RESULTADOS: Considerando-se juntamente todas as ressecções pancreáticas esquerdas realizadas, a ocorrência de complicações globais, de complicações relevantes e graves foi 55%, 42% e 20%, respectivamente. Os fatores que se mostraram preditivos à ocorrência de morbidade pós-operatória após pancreatectomia distal com preservação do baço foram a técnica de secção do parênquima pancreático, idade, índice de massa corporal e a realização de operação abdominal concomitante.

CONCLUSÃO: A morbidade associada às ressecções pancreáticas, à esquerda dos vasos mesentéricos superiores, foi importante.
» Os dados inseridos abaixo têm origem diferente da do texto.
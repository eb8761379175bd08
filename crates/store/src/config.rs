use serde::{Deserialize, Serialize};
use std::path::PathBuf;

pub const DB_ENV: &str = "BUMBLE_DB";
pub const IMAGES_ENV: &str = "BUMBLE_IMAGES";

/// Where the store keeps its records and downloaded photos.
#[derive(Debug, Clone, PartialEq, Eq, Serialize, Deserialize)]
#[serde(default)]
pub struct StoreConfig {
    /// Directory holding profile, photo and location records.
    pub root: PathBuf,
    /// Directory holding photo bytes (`<id>.jpg`).
    pub images_path: PathBuf,
    /// Records buffered between a cursor's reader thread and its consumer.
    pub cursor_buffer: usize,
}

impl Default for StoreConfig {
    fn default() -> Self {
        Self {
            root: PathBuf::from("./bumble-db"),
            images_path: PathBuf::from("./photos"),
            cursor_buffer: 64,
        }
    }
}

impl StoreConfig {
    /// Apply `BUMBLE_DB` / `BUMBLE_IMAGES` when set and non-empty.
    #[must_use]
    pub fn with_env_overrides(mut self) -> Self {
        if let Some(root) = non_empty_env(DB_ENV) {
            self.root = PathBuf::from(root);
        }
        if let Some(images) = non_empty_env(IMAGES_ENV) {
            self.images_path = PathBuf::from(images);
        }
        self
    }
}

fn non_empty_env(name: &str) -> Option<String> {
    std::env::var(name).ok().filter(|value| !value.is_empty())
}

#[cfg(test)]
mod tests {
    use super::*;

    #[test]
    fn test_partial_config_keeps_defaults() {
        let config: StoreConfig = serde_json::from_str(r#"{"root":"/data/db"}"#).unwrap();
        assert_eq!(config.root, PathBuf::from("/data/db"));
        assert_eq!(config.images_path, PathBuf::from("./photos"));
        assert_eq!(config.cursor_buffer, 64);
    }
}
De acordo com a estratificação adotada baseada na gravidade das complicações, alguns fatores preditivos foram identificados. Estudos futuros com coortes maiores de pacientes são necessários para confirmar tais resultados.

Descritores: Procedimentos cirúrgicos operatórios. Pancreatectomia. Complicações pós-operatórias. Morbidade. Fístula pancreática.

INTRODUÇÃO

Ressecções pancreáticas esquerdas (Rpe) são procedimentos cirúrgicos associados à importante morbidade pós-operatória, variando de 4% a 60% nas séries relatadas1-12. Diferentes definições de morbidade têm sido adotadas nestas séries, dificultando a interpretação de seus resultados13-19. Visando solucionar este problema, realizou-se uma reunião de consenso do International Study Group on Pancreatic Fistula (ISGPF) com o objetivo de se estabelecer uma definição para uma das principais complicações pós-pancreatectomias, a fístula pancreática (Fp)15.

A técnica de secção do parênquima pancreático, durante ressecções pancreáticas, tem sido citada por diversos autores como um dos fatores preditivos em potencial da fístula pancreática 4,8,10,12,20-22. Várias técnicas vem sendo utilizadas, refletindo o desconhecimento quanto à superioridade de determinada técnica sobre outra. Este fato ocorre principalmente devido às limitações metodológicas dos estudos (viés de seleção e definições de morbidade) ou à ausência de diferenças significativas entre os resultados7,11,22.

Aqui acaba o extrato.